Roger, we have a problem.
Revenue is down. What do we do? What steps can we take immediately to get us on track?
Let’s see; here are some possible options.
- Could we fire or lay off some staff and immediately reduce expenses?
- We can cut the fundraising professional development training – they don’t need it anyway!
- Let’s send another appeal right away and get some more money in the door.
- Let’s cut out our print newsletter and reduce costs, even if most of our donors still read print materials.
- Let’s not send out our appeal out in the mail; postage keeps going up.
- A staff person left; let’s not replace them right away.
How else could you act quickly?
Wait, stop there.
It may be worth it in the short term to act quickly, but decisions have both short and long-term consequences.
Making decisions from a reactive posture rarely ever has a positive impact. When we rush into solving problems, we tend not to look at the longer-term consequence of the solution. We look at the short-term.
We have seen this a bit with different countries’ responses to an unknown “thing,” COVID-19. These countries have developed rules that have, in the end, seemed strange or not realistic. This has caused further issues in other “systems,” i.e., businesses losing revenue due to “Snap Lock Downs” and eventually going out of business after several consecutive lockdowns.
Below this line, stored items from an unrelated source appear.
//! Groq generation provider implementation

use super::client::GroqClient;
use super::types::{ChatMessage, ChatRequest, ChatResponse};
use crate::providers::invalid_response;
use crate::{GenerationMode, GenerationProvider, TextStream};
use async_trait::async_trait;
use sakhi_core::{LlmError, SakhiError, SakhiResult};
use std::time::Duration;

/// Default model for structured (classification/extraction) calls.
pub const DEFAULT_STRUCTURED_MODEL: &str = "llama-3.3-70b-versatile";

/// Default model for conversational calls.
pub const DEFAULT_CONVERSATIONAL_MODEL: &str = "llama-3.1-8b-instant";

/// Groq generation provider.
///
/// Routes structured calls to the larger model and conversational calls to
/// the fast one; the caller picks via [`GenerationMode`].
pub struct GroqGenerationProvider {
    client: GroqClient,
    structured_model: String,
    conversational_model: String,
    timeout: Duration,
}

impl GroqGenerationProvider {
    /// Create a provider with the default model pair.
    pub fn new(api_key: impl Into<String>, requests_per_minute: u32, timeout: Duration) -> Self {
        Self {
            client: GroqClient::new(api_key, requests_per_minute),
            structured_model: DEFAULT_STRUCTURED_MODEL.to_string(),
            conversational_model: DEFAULT_CONVERSATIONAL_MODEL.to_string(),
            timeout,
        }
    }

    /// Override the model used for a mode.
    pub fn with_model(mut self, mode: GenerationMode, model: impl Into<String>) -> Self {
        match mode {
            GenerationMode::Structured => self.structured_model = model.into(),
            GenerationMode::Conversational => self.conversational_model = model.into(),
        }
        self
    }

    fn model_for(&self, mode: GenerationMode) -> &str {
        match mode {
            GenerationMode::Structured => &self.structured_model,
            GenerationMode::Conversational => &self.conversational_model,
        }
    }

    fn build_request(
        &self,
        instructions: &str,
        user_text: &str,
        mode: GenerationMode,
        stream: bool,
    ) -> ChatRequest {
        ChatRequest {
            model: self.model_for(mode).to_string(),
            messages: vec![
                ChatMessage::system(instructions),
                ChatMessage::user(user_text),
            ],
            max_tokens: Some(mode.max_tokens()),
            temperature: Some(mode.temperature()),
            stream: stream.then_some(true),
        }
    }

    fn timeout_error(&self) -> SakhiError {
        let timeout_ms = self.timeout.as_millis() as u64;
        tracing::warn!(timeout_ms, "groq call timed out");
        SakhiError::Llm(LlmError::Timeout {
            provider: "groq".to_string(),
            timeout_ms,
        })
    }
}

#[async_trait]
impl GenerationProvider for GroqGenerationProvider {
    async fn generate(
        &self,
        instructions: &str,
        user_text: &str,
        mode: GenerationMode,
    ) -> SakhiResult<String> {
        let request = self.build_request(instructions, user_text, mode, false);

        let response: ChatResponse =
            tokio::time::timeout(self.timeout, self.client.request("chat/completions", request))
                .await
                .map_err(|_| self.timeout_error())??;

        let choice = response
            .choices
            .into_iter()
            .next()
            .ok_or_else(|| invalid_response("groq", "No choices in response"))?;

        Ok(choice.message.content)
    }

    async fn generate_stream(
        &self,
        instructions: &str,
        user_text: &str,
        mode: GenerationMode,
    ) -> SakhiResult<TextStream> {
        let request = self.build_request(instructions, user_text, mode, true);

        // Timeout covers connection setup; chunk delivery is unbounded.
        tokio::time::timeout(
            self.timeout,
            self.client.request_stream("chat/completions", request),
        )
        .await
        .map_err(|_| self.timeout_error())?
    }
}

impl std::fmt::Debug for GroqGenerationProvider {
    fn fmt(&self, f: &mut std::fmt::Formatter<'_>) -> std::fmt::Result {
        f.debug_struct("GroqGenerationProvider")
            .field("structured_model", &self.structured_model)
            .field("conversational_model", &self.conversational_model)
            .finish()
    }
}

// ============================================================================
// UNIT TESTS
// ============================================================================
In Systems Thinker, Daniel Kim notes that “In most instances, people are usually aware of the negative consequences of applying a quick fix. But the pain of not doing something right away is often more real and immediate than the delayed negative effects. If the long-term/short-term tradeoff was indeed one-for-one, where solving one problem today would create another one tomorrow, this strategy might be tolerable. But the reinforcing nature of unintended consequences ensures that tomorrow’s problems will multiply faster than today’s solutions.”
For instance, the example above of “a staff person left, let’s not replace them right away” can lead to the immediate solution of saving revenues in quick revenue returns. But in the long run, your existing staff need to take on the additional work burden. If this continues for months, the current team may face high expectations and burnout. Then they may contemplate leaving with an even higher staff turnover and even more, positions lost.
So the next time your CEO, your Executive Director, or even YOU, contemplate a short term-fix to a longer-term problem, stop.
Here are some things I recommend:
- Remember that using a short-term, quick-fix is just stopping the immediate problem. You must solve the REAL issue. So, yes, you can plan on putting a quick fix in but also realize that you need a plan for the more significant problem so that way you are not “digging yourself in with even more consequential problems.” Commit to addressing the real issue.
- Select the fixes that produce the least harmful consequences.
- Address the main issue and root problem. What’s the problem you are trying to fix?